Assignment: Repeat the data below with no changes.
—————
//! Mapping of engine errors to HTTP responses.

use axum::{
    Json,
    http::StatusCode,
    response::{IntoResponse, Response},
};
use knockout::{BracketError, db::StoreError};
use serde::{Deserialize, Serialize};

use crate::{logging, metrics};

/// Error body returned by every endpoint
#[derive(Debug, Serialize, Deserialize)]
pub struct ErrorResponse {
    pub error: String,
}

/// Engine error on its way to the client
#[derive(Debug)]
pub struct ApiError(pub BracketError);

impl From<BracketError> for ApiError {
    fn from(error: BracketError) -> Self {
        ApiError(error)
    }
}

/// HTTP status for an engine error
pub fn status_for(error: &BracketError) -> StatusCode {
    if error.is_fatal() {
        return StatusCode::INTERNAL_SERVER_ERROR;
    }

    match error {
        BracketError::TournamentNotFound(_)
        | BracketError::SlotNotFound(_)
        | BracketError::Store(StoreError::NotFound { .. }) => StatusCode::NOT_FOUND,
        BracketError::TournamentAlreadyBracketed(_) => StatusCode::FORBIDDEN,
        BracketError::SlotTournamentMismatch { .. }
        | BracketError::TournamentNotBracketed(_)
        | BracketError::StandingsPending(_)
        | BracketError::Store(StoreError::Constraint(_)) => StatusCode::CONFLICT,
        BracketError::ResultAlreadyRecorded(_)
        | BracketError::SlotNotReady(_)
        | BracketError::InvalidScore { .. }
        | BracketError::InsufficientCompetitors { .. } => StatusCode::UNPROCESSABLE_ENTITY,
        _ => StatusCode::INTERNAL_SERVER_ERROR,
    }
}

impl IntoResponse for ApiError {
    fn into_response(self) -> Response {
        let status = status_for(&self.0);
        metrics::bracket_errors_total(self.0.kind());

        if status == StatusCode::INTERNAL_SERVER_ERROR {
            logging::log_engine_failure(self.0.kind(), &self.0.to_string());
        } else {
            tracing::debug!(error_kind = self.0.kind(), "Request rejected: {}", self.0);
        }

        let body = ErrorResponse {
            error: self.0.client_message(),
        };
        (status, Json(body)).into_response()
    }
}

#[cfg(test)]
mod tests {
    use super::*;

    #[test]
    fn test_status_mapping() {
        assert_eq!(
            status_for(&BracketError::TournamentNotFound(1)),
            StatusCode::NOT_FOUND
        );
        assert_eq!(
            status_for(&BracketError::TournamentAlreadyBracketed(1)),
            StatusCode::FORBIDDEN
        );
        assert_eq!(
            status_for(&BracketError::SlotTournamentMismatch {
                slot_id: 1,
                tournament_id: 2
            }),
            StatusCode::CONFLICT
        );
        assert_eq!(
            status_for(&BracketError::InvalidScore {
                score_a: 1,
                score_b: 1
            }),
            StatusCode::UNPROCESSABLE_ENTITY
        );
        assert_eq!(
            status_for(&BracketError::BracketInvariantViolation("broken".to_string())),
            StatusCode::INTERNAL_SERVER_ERROR
        );
    }

    #[test]
    fn test_internal_details_are_hidden() {
        let response =
            ApiError(BracketError::BracketInvariantViolation("slot 7 full".to_string()))
                .into_response();
        assert_eq!(response.status(), StatusCode::INTERNAL_SERVER_ERROR);
    }
}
—————
Result for this exercise:
//! Mapping of engine errors to HTTP responses.

use axum::{
    Json,
    http::StatusCode,
    response::{IntoResponse, Response},
};
use knockout::{BracketError, db::StoreError};
use serde::{Deserialize, Serialize};

use crate::{logging, metrics};

/// Error body returned by every endpoint
#[derive(Debug, Serialize, Deserialize)]
pub struct ErrorResponse {
    pub error: String,
}

/// Engine error on its way to the client
#[derive(Debug)]
pub struct ApiError(pub BracketError);

impl From<BracketError> for ApiError {
    fn from(error: BracketError) -> Self {
        ApiError(error)
    }
}

/// HTTP status for an engine error
pub fn status_for(error: &BracketError) -> StatusCode {
    if error.is_fatal() {
        return StatusCode::INTERNAL_SERVER_ERROR;
    }

    match error {
        BracketError::TournamentNotFound(_)
        | BracketError::SlotNotFound(_)
        | BracketError::Store(StoreError::NotFound { .. }) => StatusCode::NOT_FOUND,
        BracketError::TournamentAlreadyBracketed(_) => StatusCode::FORBIDDEN,
        BracketError::SlotTournamentMismatch { .. }
        | BracketError::TournamentNotBracketed(_)
        | BracketError::StandingsPending(_)
        | BracketError::Store(StoreError::Constraint(_)) => StatusCode::CONFLICT,
        BracketError::ResultAlreadyRecorded(_)
        | BracketError::SlotNotReady(_)
        | BracketError::InvalidScore { .. }
        | BracketError::InsufficientCompetitors { .. } => StatusCode::UNPROCESSABLE_ENTITY,
        _ => StatusCode::INTERNAL_SERVER_ERROR,
    }
}

impl IntoResponse for ApiError {
    fn into_response(self) -> Response {
        let status = status_for(&self.0);
        metrics::bracket_errors_total(self.0.kind());

        if status == StatusCode::INTERNAL_SERVER_ERROR {
            logging::log_engine_failure(self.0.kind(), &self.0.to_string());
        } else {
            tracing::debug!(error_kind = self.0.kind(), "Request rejected: {}", self.0);
        }

        let body = ErrorResponse {
            error: self.0.client_message(),
        };
        (status, Json(body)).into_response()
    }
}

#[cfg(test)]
mod tests {
    use super::*;

    #[test]
    fn test_status_mapping() {
        assert_eq!(
            status_for(&BracketError::TournamentNotFound(1)),
            StatusCode::NOT_FOUND
        );
        assert_eq!(
            status_for(&BracketError::TournamentAlreadyBracketed(1)),
            StatusCode::FORBIDDEN
        );
        assert_eq!(
            status_for(&BracketError::SlotTournamentMismatch {
                slot_id: 1,
                tournament_id: 2
            }),
            StatusCode::CONFLICT
        );
        assert_eq!(
            status_for(&BracketError::InvalidScore {
                score_a: 1,
                score_b: 1
            }),
            StatusCode::UNPROCESSABLE_ENTITY
        );
        assert_eq!(
            status_for(&BracketError::BracketInvariantViolation("broken".to_string())),
            StatusCode::INTERNAL_SERVER_ERROR
        );
    }

    #[test]
    fn test_internal_details_are_hidden() {
        let response =
            ApiError(BracketError::BracketInvariantViolation("slot 7 full".to_string()))
                .into_response();
        assert_eq!(response.status(), StatusCode::INTERNAL_SERVER_ERROR);
    }
}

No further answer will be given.